Saved data entries:
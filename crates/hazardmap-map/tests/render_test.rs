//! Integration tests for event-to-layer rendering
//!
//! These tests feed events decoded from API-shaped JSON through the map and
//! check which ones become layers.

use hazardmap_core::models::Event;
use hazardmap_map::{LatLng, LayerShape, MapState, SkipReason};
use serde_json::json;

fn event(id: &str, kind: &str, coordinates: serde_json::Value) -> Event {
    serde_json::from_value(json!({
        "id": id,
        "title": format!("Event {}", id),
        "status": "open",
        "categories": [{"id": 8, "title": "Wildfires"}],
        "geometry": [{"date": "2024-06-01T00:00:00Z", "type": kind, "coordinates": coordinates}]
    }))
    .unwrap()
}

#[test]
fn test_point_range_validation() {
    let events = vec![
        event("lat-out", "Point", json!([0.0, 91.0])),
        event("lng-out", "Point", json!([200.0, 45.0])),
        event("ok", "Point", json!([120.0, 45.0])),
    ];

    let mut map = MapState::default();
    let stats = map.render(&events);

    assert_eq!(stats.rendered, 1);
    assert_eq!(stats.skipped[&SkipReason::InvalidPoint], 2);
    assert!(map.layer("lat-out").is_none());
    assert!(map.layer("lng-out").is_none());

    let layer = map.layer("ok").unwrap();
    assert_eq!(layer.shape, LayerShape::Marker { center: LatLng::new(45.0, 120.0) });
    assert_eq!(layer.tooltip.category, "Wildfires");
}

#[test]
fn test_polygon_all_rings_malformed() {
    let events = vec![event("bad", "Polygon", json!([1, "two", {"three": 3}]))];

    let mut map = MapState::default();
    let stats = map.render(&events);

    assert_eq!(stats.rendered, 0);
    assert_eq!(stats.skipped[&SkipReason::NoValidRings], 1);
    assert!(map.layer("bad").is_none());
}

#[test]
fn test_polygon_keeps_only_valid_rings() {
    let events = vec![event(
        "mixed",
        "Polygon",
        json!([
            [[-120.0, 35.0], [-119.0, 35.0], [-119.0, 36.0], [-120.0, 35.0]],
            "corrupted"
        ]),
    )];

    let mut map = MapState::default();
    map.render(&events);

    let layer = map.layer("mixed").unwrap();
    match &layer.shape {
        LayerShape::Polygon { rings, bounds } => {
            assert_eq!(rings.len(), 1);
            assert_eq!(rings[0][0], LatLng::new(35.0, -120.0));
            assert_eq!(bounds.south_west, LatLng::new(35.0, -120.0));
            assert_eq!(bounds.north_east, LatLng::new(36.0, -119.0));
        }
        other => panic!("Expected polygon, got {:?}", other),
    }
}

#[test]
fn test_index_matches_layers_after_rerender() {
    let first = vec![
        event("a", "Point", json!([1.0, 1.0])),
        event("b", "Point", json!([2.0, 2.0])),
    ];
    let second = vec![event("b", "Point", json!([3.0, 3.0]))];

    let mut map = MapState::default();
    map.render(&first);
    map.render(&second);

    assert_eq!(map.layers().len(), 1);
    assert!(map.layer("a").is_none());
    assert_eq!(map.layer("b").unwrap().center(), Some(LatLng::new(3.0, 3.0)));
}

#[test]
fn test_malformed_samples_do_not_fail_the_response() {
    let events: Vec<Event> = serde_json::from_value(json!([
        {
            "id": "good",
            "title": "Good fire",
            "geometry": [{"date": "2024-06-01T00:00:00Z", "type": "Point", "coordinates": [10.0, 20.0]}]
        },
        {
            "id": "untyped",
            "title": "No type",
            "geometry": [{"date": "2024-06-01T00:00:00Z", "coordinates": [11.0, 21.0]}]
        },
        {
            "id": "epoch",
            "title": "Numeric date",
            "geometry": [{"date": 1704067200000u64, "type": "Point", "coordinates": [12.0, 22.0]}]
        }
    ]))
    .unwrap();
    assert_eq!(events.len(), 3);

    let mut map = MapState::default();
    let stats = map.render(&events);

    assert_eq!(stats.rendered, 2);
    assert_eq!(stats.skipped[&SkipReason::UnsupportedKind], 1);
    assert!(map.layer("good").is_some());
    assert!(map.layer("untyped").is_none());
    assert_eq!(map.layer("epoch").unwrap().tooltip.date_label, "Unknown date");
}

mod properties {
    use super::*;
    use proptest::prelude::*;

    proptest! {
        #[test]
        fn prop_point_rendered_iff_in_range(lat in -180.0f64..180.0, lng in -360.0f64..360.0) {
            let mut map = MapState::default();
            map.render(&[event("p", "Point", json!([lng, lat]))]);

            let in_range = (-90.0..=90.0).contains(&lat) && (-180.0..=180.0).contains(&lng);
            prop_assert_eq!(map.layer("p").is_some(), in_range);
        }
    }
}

→ **Exercise objective**
Retype all the data verbatim.

→ **Answer section**
filename crates/hazardmap-map/tests/render_test.rs
//! Integration tests for event-to-layer rendering
//!
//! These tests feed events decoded from API-shaped JSON through the map and
//! check which ones become layers.

use hazardmap_core::models::Event;
use hazardmap_map::{LatLng, LayerShape, MapState, SkipReason};
use serde_json::json;

fn event(id: &str, kind: &str, coordinates: serde_json::Value) -> Event {
    serde_json::from_value(json!({
        "id": id,
        "title": format!("Event {}", id),
        "status": "open",
        "categories": [{"id": 8, "title": "Wildfires"}],
        "geometry": [{"date": "2024-06-01T00:00:00Z", "type": kind, "coordinates": coordinates}]
    }))
    .unwrap()
}

#[test]
fn test_point_range_validation() {
    let events = vec![
        event("lat-out", "Point", json!([0.0, 91.0])),
        event("lng-out", "Point", json!([200.0, 45.0])),
        event("ok", "Point", json!([120.0, 45.0])),
    ];

    let mut map = MapState::default();
    let stats = map.render(&events);

    assert_eq!(stats.rendered, 1);
    assert_eq!(stats.skipped[&SkipReason::InvalidPoint], 2);
    assert!(map.layer("lat-out").is_none());
    assert!(map.layer("lng-out").is_none());

    let layer = map.layer("ok").unwrap();
    assert_eq!(layer.shape, LayerShape::Marker { center: LatLng::new(45.0, 120.0) });
    assert_eq!(layer.tooltip.category, "Wildfires");
}

#[test]
fn test_polygon_all_rings_malformed() {
    let events = vec![event("bad", "Polygon", json!([1, "two", {"three": 3}]))];

    let mut map = MapState::default();
    let stats = map.render(&events);

    assert_eq!(stats.rendered, 0);
    assert_eq!(stats.skipped[&SkipReason::NoValidRings], 1);
    assert!(map.layer("bad").is_none());
}

#[test]
fn test_polygon_keeps_only_valid_rings() {
    let events = vec![event(
        "mixed",
        "Polygon",
        json!([
            [[-120.0, 35.0], [-119.0, 35.0], [-119.0, 36.0], [-120.0, 35.0]],
            "corrupted"
        ]),
    )];

    let mut map = MapState::default();
    map.render(&events);

    let layer = map.layer("mixed").unwrap();
    match &layer.shape {
        LayerShape::Polygon { rings, bounds } => {
            assert_eq!(rings.len(), 1);
            assert_eq!(rings[0][0], LatLng::new(35.0, -120.0));
            assert_eq!(bounds.south_west, LatLng::new(35.0, -120.0));
            assert_eq!(bounds.north_east, LatLng::new(36.0, -119.0));
        }
        other => panic!("Expected polygon, got {:?}", other),
    }
}

#[test]
fn test_index_matches_layers_after_rerender() {
    let first = vec![
        event("a", "Point", json!([1.0, 1.0])),
        event("b", "Point", json!([2.0, 2.0])),
    ];
    let second = vec![event("b", "Point", json!([3.0, 3.0]))];

    let mut map = MapState::default();
    map.render(&first);
    map.render(&second);

    assert_eq!(map.layers().len(), 1);
    assert!(map.layer("a").is_none());
    assert_eq!(map.layer("b").unwrap().center(), Some(LatLng::new(3.0, 3.0)));
}

#[test]
fn test_malformed_samples_do_not_fail_the_response() {
    let events: Vec<Event> = serde_json::from_value(json!([
        {
            "id": "good",
            "title": "Good fire",
            "geometry": [{"date": "2024-06-01T00:00:00Z", "type": "Point", "coordinates": [10.0, 20.0]}]
        },
        {
            "id": "untyped",
            "title": "No type",
            "geometry": [{"date": "2024-06-01T00:00:00Z", "coordinates": [11.0, 21.0]}]
        },
        {
            "id": "epoch",
            "title": "Numeric date",
            "geometry": [{"date": 1704067200000u64, "type": "Point", "coordinates": [12.0, 22.0]}]
        }
    ]))
    .unwrap();
    assert_eq!(events.len(), 3);

    let mut map = MapState::default();
    let stats = map.render(&events);

    assert_eq!(stats.rendered, 2);
    assert_eq!(stats.skipped[&SkipReason::UnsupportedKind], 1);
    assert!(map.layer("good").is_some());
    assert!(map.layer("untyped").is_none());
    assert_eq!(map.layer("epoch").unwrap().tooltip.date_label, "Unknown date");
}

mod properties {
    use super::*;
    use proptest::prelude::*;

    proptest! {
        #[test]
        fn prop_point_rendered_iff_in_range(lat in -180.0f64..180.0, lng in -360.0f64..360.0) {
            let mut map = MapState::default();
            map.render(&[event("p", "Point", json!([lng, lat]))]);

            let in_range = (-90.0..=90.0).contains(&lat) && (-180.0..=180.0).contains(&lng);
            prop_assert_eq!(map.layer("p").is_some(), in_range);
        }
    }
}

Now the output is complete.